Part of me keeps Stripling in the game just because this might be his best chance at something special. A bigger part of me keeps him in because I know what decision is going to make me look sillier if it backfires.

So say this about Dave Roberts: He might or might not be an improvement on Don Mattingly, but he's not afraid to look silly if it means doing what he thinks is the right thing.

The most important part is that it happened to the Dodgers.

* * *

The Dodgers' night, in one Vine:

* * *

My favorite part about the Brown homer is that he stumbled out of the box.

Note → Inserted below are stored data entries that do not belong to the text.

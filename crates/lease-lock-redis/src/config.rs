//! Redis connection settings.

use std::path::Path;
use std::time::Duration;

use config::{Config, ConfigError, Environment, File};
use fred::types::{ConnectionConfig, ReconnectPolicy, RedisConfig, ServerConfig};
use lease_lock_core::error::{LockError, LockResult};
use serde::Deserialize;

/// Prefix for environment overrides, e.g. `LEASE_LOCK__REDIS__URL`.
pub const ENV_PREFIX: &str = "LEASE_LOCK";

/// Table holding the Redis settings in a configuration file.
pub const SETTINGS_KEY: &str = "redis";

/// Redis connection settings, usually loaded from the `[redis]` table of a
/// configuration file.
///
/// ```toml
/// [redis]
/// addrs = ["10.0.0.1:6379", "10.0.0.2:6379", "10.0.0.3:6379"]
/// password = "secret"
/// max_retries = 5
/// command_timeout_ms = 500
/// ```
///
/// `url` takes precedence over `addrs`. With `addrs`, one address selects a
/// single server, several select a cluster, and `master_name` selects
/// sentinel discovery through the listed sentinels.
#[derive(Debug, Clone, PartialEq, Eq, Deserialize)]
#[serde(default)]
pub struct RedisSettings {
    pub url: Option<String>,
    /// `host:port` pairs.
    pub addrs: Vec<String>,
    pub db: Option<u8>,
    pub username: Option<String>,
    pub password: Option<String>,
    /// Sentinel service name.
    pub master_name: Option<String>,
    /// Reconnect attempts before giving up. Zero disables reconnection.
    pub max_retries: u32,
    pub min_retry_backoff_ms: u32,
    pub max_retry_backoff_ms: u32,
    pub connect_timeout_ms: Option<u64>,
    /// Upper bound on each lease round trip.
    pub command_timeout_ms: Option<u64>,
}

impl Default for RedisSettings {
    fn default() -> Self {
        Self {
            url: None,
            addrs: vec![],
            db: None,
            username: None,
            password: None,
            master_name: None,
            max_retries: 3,
            min_retry_backoff_ms: 8,
            max_retry_backoff_ms: 512,
            connect_timeout_ms: None,
            command_timeout_ms: None,
        }
    }
}

impl RedisSettings {
    /// Settings for a single server URL.
    pub fn from_url(url: impl Into<String>) -> Self {
        Self {
            url: Some(url.into()),
            ..Self::default()
        }
    }

    /// Loads the `[redis]` table from `path`, then applies
    /// `LEASE_LOCK__REDIS__*` environment overrides.
    ///
    /// A missing file or table yields the defaults plus any overrides.
    pub fn load(path: impl AsRef<Path>) -> LockResult<Self> {
        let config = Config::builder()
            .add_source(File::from(path.as_ref()).required(false))
            .add_source(
                Environment::with_prefix(ENV_PREFIX)
                    .separator("__")
                    .try_parsing(true)
                    .list_separator(",")
                    .with_list_parse_key("redis.addrs"),
            )
            .build()
            .map_err(invalid_config)?;

        match config.get::<RedisSettings>(SETTINGS_KEY) {
            Ok(settings) => Ok(settings),
            Err(ConfigError::NotFound(_)) => Ok(Self::default()),
            Err(e) => Err(invalid_config(e)),
        }
    }

    /// Builds the client configuration.
    pub fn redis_config(&self) -> LockResult<RedisConfig> {
        let mut config = match &self.url {
            Some(url) => RedisConfig::from_url(url)
                .map_err(|e| LockError::InvalidConfig(format!("invalid Redis URL: {}", e)))?,
            None => RedisConfig {
                server: self.server_config()?,
                ..RedisConfig::default()
            },
        };

        if self.username.is_some() {
            config.username = self.username.clone();
        }
        if self.password.is_some() {
            config.password = self.password.clone();
        }
        if self.db.is_some() {
            config.database = self.db;
        }
        Ok(config)
    }

    fn server_config(&self) -> LockResult<ServerConfig> {
        let hosts = self
            .addrs
            .iter()
            .map(|addr| parse_addr(addr))
            .collect::<LockResult<Vec<_>>>()?;

        if hosts.is_empty() {
            return Err(LockError::InvalidConfig(
                "no Redis url or addrs configured".to_string(),
            ));
        }

        if let Some(service_name) = &self.master_name {
            return Ok(ServerConfig::new_sentinel(hosts, service_name.clone()));
        }

        Ok(match hosts.as_slice() {
            [(host, port)] => ServerConfig::new_centralized(host.clone(), *port),
            _ => ServerConfig::new_clustered(hosts.clone()),
        })
    }

    /// Exponential reconnect policy, or `None` when reconnection is disabled.
    pub fn reconnect_policy(&self) -> Option<ReconnectPolicy> {
        (self.max_retries > 0).then(|| {
            ReconnectPolicy::new_exponential(
                self.max_retries,
                self.min_retry_backoff_ms,
                self.max_retry_backoff_ms,
                2,
            )
        })
    }

    pub fn connection_config(&self) -> Option<ConnectionConfig> {
        self.connect_timeout_ms.map(|ms| ConnectionConfig {
            connection_timeout: Duration::from_millis(ms),
            ..ConnectionConfig::default()
        })
    }

    pub fn command_timeout(&self) -> Option<Duration> {
        self.command_timeout_ms.map(Duration::from_millis)
    }
}

fn parse_addr(addr: &str) -> LockResult<(String, u16)> {
    let (host, port) = addr
        .rsplit_once(':')
        .ok_or_else(|| LockError::InvalidConfig(format!("address without port: {}", addr)))?;
    let port = port
        .parse::<u16>()
        .map_err(|e| LockError::InvalidConfig(format!("invalid port in {}: {}", addr, e)))?;
    if host.is_empty() {
        return Err(LockError::InvalidConfig(format!("address without host: {}", addr)));
    }
    Ok((host.to_string(), port))
}

fn invalid_config(err: ConfigError) -> LockError {
    LockError::InvalidConfig(err.to_string())
}
//! Lease acquisition and the owner-only operations on a held lease.

use std::fmt;
use std::future::Future;
use std::sync::Arc;
use std::time::{Duration, Instant};

use tracing::{Span, error, field, instrument, warn};

use crate::error::{LockError, LockResult};
use crate::store::{GuardedOp, GuardedReply, LeaseStore, StoreError};
use crate::token::Token;
use crate::ttl::{LeaseTtl, MAX_TTL};

// ============================================================================
// Locker
// ============================================================================

/// Builder for [`LeaseLocker`] configuration.
#[derive(Debug, Clone, Default)]
pub struct LeaseLockerBuilder {
    key_prefix: String,
}

impl LeaseLockerBuilder {
    /// Creates a new builder with no key prefix.
    pub fn new() -> Self {
        Self::default()
    }

    /// Sets a namespace prepended to every lease key.
    pub fn key_prefix(mut self, prefix: impl Into<String>) -> Self {
        self.key_prefix = prefix.into();
        self
    }

    /// Builds a locker on top of `store`.
    pub fn build<S: LeaseStore>(self, store: S) -> LeaseLocker<S> {
        LeaseLocker {
            store: Arc::new(store),
            key_prefix: self.key_prefix,
        }
    }
}

/// Entry point for acquiring leases on a shared store.
///
/// Cheap to clone; clones share the store adapter.
///
/// # Example
///
/// ```rust,ignore
/// let locker = LeaseLocker::new(store);
/// let lease = locker.acquire("jobs:nightly", Duration::from_secs(30)).await?;
/// if !lease.is_locked() {
///     return Ok(()); // someone else is running it
/// }
/// run_job().await;
/// lease.release().await?;
/// ```
pub struct LeaseLocker<S> {
    store: Arc<S>,
    key_prefix: String,
}

impl<S> Clone for LeaseLocker<S> {
    fn clone(&self) -> Self {
        Self {
            store: self.store.clone(),
            key_prefix: self.key_prefix.clone(),
        }
    }
}

impl<S: LeaseStore> LeaseLocker<S> {
    /// Creates a locker with default settings.
    ///
    /// Use [`LeaseLockerBuilder`] to set a key prefix.
    pub fn new(store: S) -> Self {
        LeaseLockerBuilder::new().build(store)
    }

    /// The underlying store adapter.
    pub fn store(&self) -> &S {
        &self.store
    }

    /// Namespace prepended to every key this locker acquires.
    pub fn key_prefix(&self) -> &str {
        &self.key_prefix
    }

    /// Attempts to claim `key` for `ttl` without waiting.
    ///
    /// Contention is not an error: the returned lease reports
    /// `is_locked() == false`. A zero `ttl` stores the lease without expiry
    /// when the backend allows it and is rejected otherwise.
    ///
    /// # Errors
    ///
    /// * [`LockError::InvalidKey`] - `key` is empty
    /// * [`LockError::InvalidTtl`] - zero `ttl` on a store without persistent
    ///   keys, or `ttl` above [`MAX_TTL`]
    /// * [`LockError::Generation`] - the token source failed; the store was not contacted
    /// * [`LockError::Transport`] - the store round trip failed
    #[instrument(
        skip(self),
        fields(
            lease.key = %key,
            backend = self.store.backend(),
            acquired = field::Empty,
            elapsed_ms = field::Empty,
        )
    )]
    pub async fn acquire(&self, key: &str, ttl: Duration) -> LockResult<Lease<S>> {
        let start = Instant::now();

        if key.is_empty() {
            return Err(LockError::InvalidKey("lease key cannot be empty".to_string()));
        }

        check_max_ttl(ttl)?;
        let expiry = if ttl.is_zero() {
            if !self.store.supports_persistent_keys() {
                return Err(LockError::InvalidTtl(format!(
                    "{} store requires a positive ttl",
                    self.store.backend()
                )));
            }
            None
        } else {
            Some(ttl)
        };

        let token = Token::generate().inspect_err(|e| {
            error!(error = %e, "failed to mint lease token");
        })?;

        let key = format!("{}{}", self.key_prefix, key);
        let locked = match self.store.set_if_absent(&key, token.as_str(), expiry).await {
            Ok(created) => created,
            Err(StoreError::Nil) => false,
            Err(StoreError::Transport(e)) => {
                error!(error = %e, "lease acquire failed");
                return Err(LockError::Transport(e));
            }
        };

        Span::current().record("acquired", locked);
        Span::current().record("elapsed_ms", start.elapsed().as_millis() as u64);

        Ok(Lease {
            key,
            token,
            locked,
            store: self.store.clone(),
        })
    }

    /// Like [`acquire`](Self::acquire), building the key from format arguments.
    ///
    /// ```rust,ignore
    /// let lease = locker
    ///     .acquire_fmt(format_args!("user:{}:register", user_id), Duration::from_secs(5))
    ///     .await?;
    /// ```
    pub fn acquire_fmt(
        &self,
        key: fmt::Arguments<'_>,
        ttl: Duration,
    ) -> impl Future<Output = LockResult<Lease<S>>> + Send {
        let key = key.to_string();
        async move { self.acquire(&key, ttl).await }
    }
}

// ============================================================================
// Lease Handle
// ============================================================================

/// Result of one acquisition attempt.
///
/// Carries the key, the secret ownership token and whether the claim
/// succeeded. Every follow-up operation sends the token to the store, which
/// compares it against the stored value before acting, so a stale or
/// unlocked handle can never touch another holder's lease.
///
/// Dropping a lease does not release it; the store expires it after its TTL.
pub struct Lease<S> {
    key: String,
    token: Token,
    locked: bool,
    store: Arc<S>,
}

impl<S> fmt::Debug for Lease<S> {
    fn fmt(&self, f: &mut fmt::Formatter<'_>) -> fmt::Result {
        f.debug_struct("Lease")
            .field("key", &self.key)
            .field("token", &self.token)
            .field("locked", &self.locked)
            .finish()
    }
}

impl<S: LeaseStore> Lease<S> {
    /// The full store key, including any locker prefix.
    pub fn key(&self) -> &str {
        &self.key
    }

    /// Whether the initial claim succeeded.
    pub fn is_locked(&self) -> bool {
        self.locked
    }

    /// Converts an unobtained lease into [`LockError::NotObtained`].
    pub fn ensure_locked(self) -> LockResult<Self> {
        if self.locked {
            Ok(self)
        } else {
            Err(LockError::NotObtained)
        }
    }

    /// Extends the lease to `ttl` from now, if this handle still owns it.
    ///
    /// # Errors
    ///
    /// * [`LockError::NotObtained`] - the lease expired or belongs to someone else
    /// * [`LockError::InvalidTtl`] - `ttl` is zero or above [`MAX_TTL`]
    /// * [`LockError::Transport`] - the store round trip failed
    #[instrument(skip(self), fields(lease.key = %self.key, backend = self.store.backend()))]
    pub async fn refresh(&self, ttl: Duration) -> LockResult<()> {
        if ttl.is_zero() {
            return Err(LockError::InvalidTtl(
                "refresh requires a positive ttl".to_string(),
            ));
        }
        check_max_ttl(ttl)?;

        let reply = self
            .store
            .compare_and_mutate(&self.key, self.token.as_str(), GuardedOp::Expire(ttl))
            .await;
        match reply {
            Ok(GuardedReply::ExpirySet) => Ok(()),
            Ok(GuardedReply::NotOwner) | Err(StoreError::Nil) => Err(LockError::NotObtained),
            Ok(other) => Err(unexpected_reply("refresh", other)),
            Err(StoreError::Transport(e)) => Err(LockError::Transport(e)),
        }
    }

    /// Deletes the lease, if this handle still owns it.
    ///
    /// Safe to call repeatedly: once the lease is gone every call reports
    /// [`LockError::NotHeld`] and never touches a newer holder's lease.
    ///
    /// # Errors
    ///
    /// * [`LockError::NotHeld`] - already released, expired or owned by someone else
    /// * [`LockError::Transport`] - the store round trip failed
    #[instrument(skip(self), fields(lease.key = %self.key, backend = self.store.backend()))]
    pub async fn release(&self) -> LockResult<()> {
        let reply = self
            .store
            .compare_and_mutate(&self.key, self.token.as_str(), GuardedOp::Delete)
            .await;
        match reply {
            Ok(GuardedReply::Deleted) => Ok(()),
            Ok(GuardedReply::NotOwner) | Err(StoreError::Nil) => Err(LockError::NotHeld),
            Ok(other) => Err(unexpected_reply("release", other)),
            Err(StoreError::Transport(e)) => Err(LockError::Transport(e)),
        }
    }

    /// Releases the lease, logging instead of returning any failure.
    ///
    /// Meant for cleanup paths that cannot react to an error. This is the only
    /// operation that hides errors from its caller, transport failures
    /// included; use [`release`](Self::release) when the outcome matters.
    pub async fn logged_release(&self) {
        match self.release().await {
            Ok(()) => {}
            Err(LockError::NotHeld) => {
                warn!(lease.key = %self.key, "lease not held at release");
            }
            Err(e) => {
                error!(lease.key = %self.key, error = %e, "lease release failed");
            }
        }
    }

    /// Reads the remaining lifetime of the lease.
    ///
    /// Returns [`LeaseTtl::ZERO`] without error when this handle no longer
    /// owns the lease, and [`LeaseTtl::Persistent`] for an owned lease
    /// stored without expiry.
    ///
    /// # Errors
    ///
    /// * [`LockError::Transport`] - the store round trip failed
    #[instrument(skip(self), fields(lease.key = %self.key, backend = self.store.backend()))]
    pub async fn ttl(&self) -> LockResult<LeaseTtl> {
        let reply = self
            .store
            .compare_and_mutate(&self.key, self.token.as_str(), GuardedOp::RemainingTtl)
            .await;
        match reply {
            Ok(GuardedReply::Ttl(ttl)) => Ok(ttl),
            Ok(GuardedReply::NotOwner) | Err(StoreError::Nil) => Ok(LeaseTtl::ZERO),
            Ok(other) => Err(unexpected_reply("ttl", other)),
            Err(StoreError::Transport(e)) => Err(LockError::Transport(e)),
        }
    }
}

fn check_max_ttl(ttl: Duration) -> LockResult<()> {
    if ttl > MAX_TTL {
        return Err(LockError::InvalidTtl(format!(
            "ttl {ttl:?} exceeds the maximum of {MAX_TTL:?}"
        )));
    }
    Ok(())
}

fn unexpected_reply(op: &str, reply: GuardedReply) -> LockError {
    LockError::Transport(Box::new(std::io::Error::other(format!(
        "unexpected store reply to {op}: {reply:?}"
    ))))
}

No, hold on, my favorite parts were that it tied the game, broke up a no-hitter, and led to an improbable Giants win. My fourth favorite part was that it was his first major league homer. My fifth favorite part is that it was so danged unlikely. My sixth favorite part was that the Dodgers are probably worried about their bullpen right now. My ...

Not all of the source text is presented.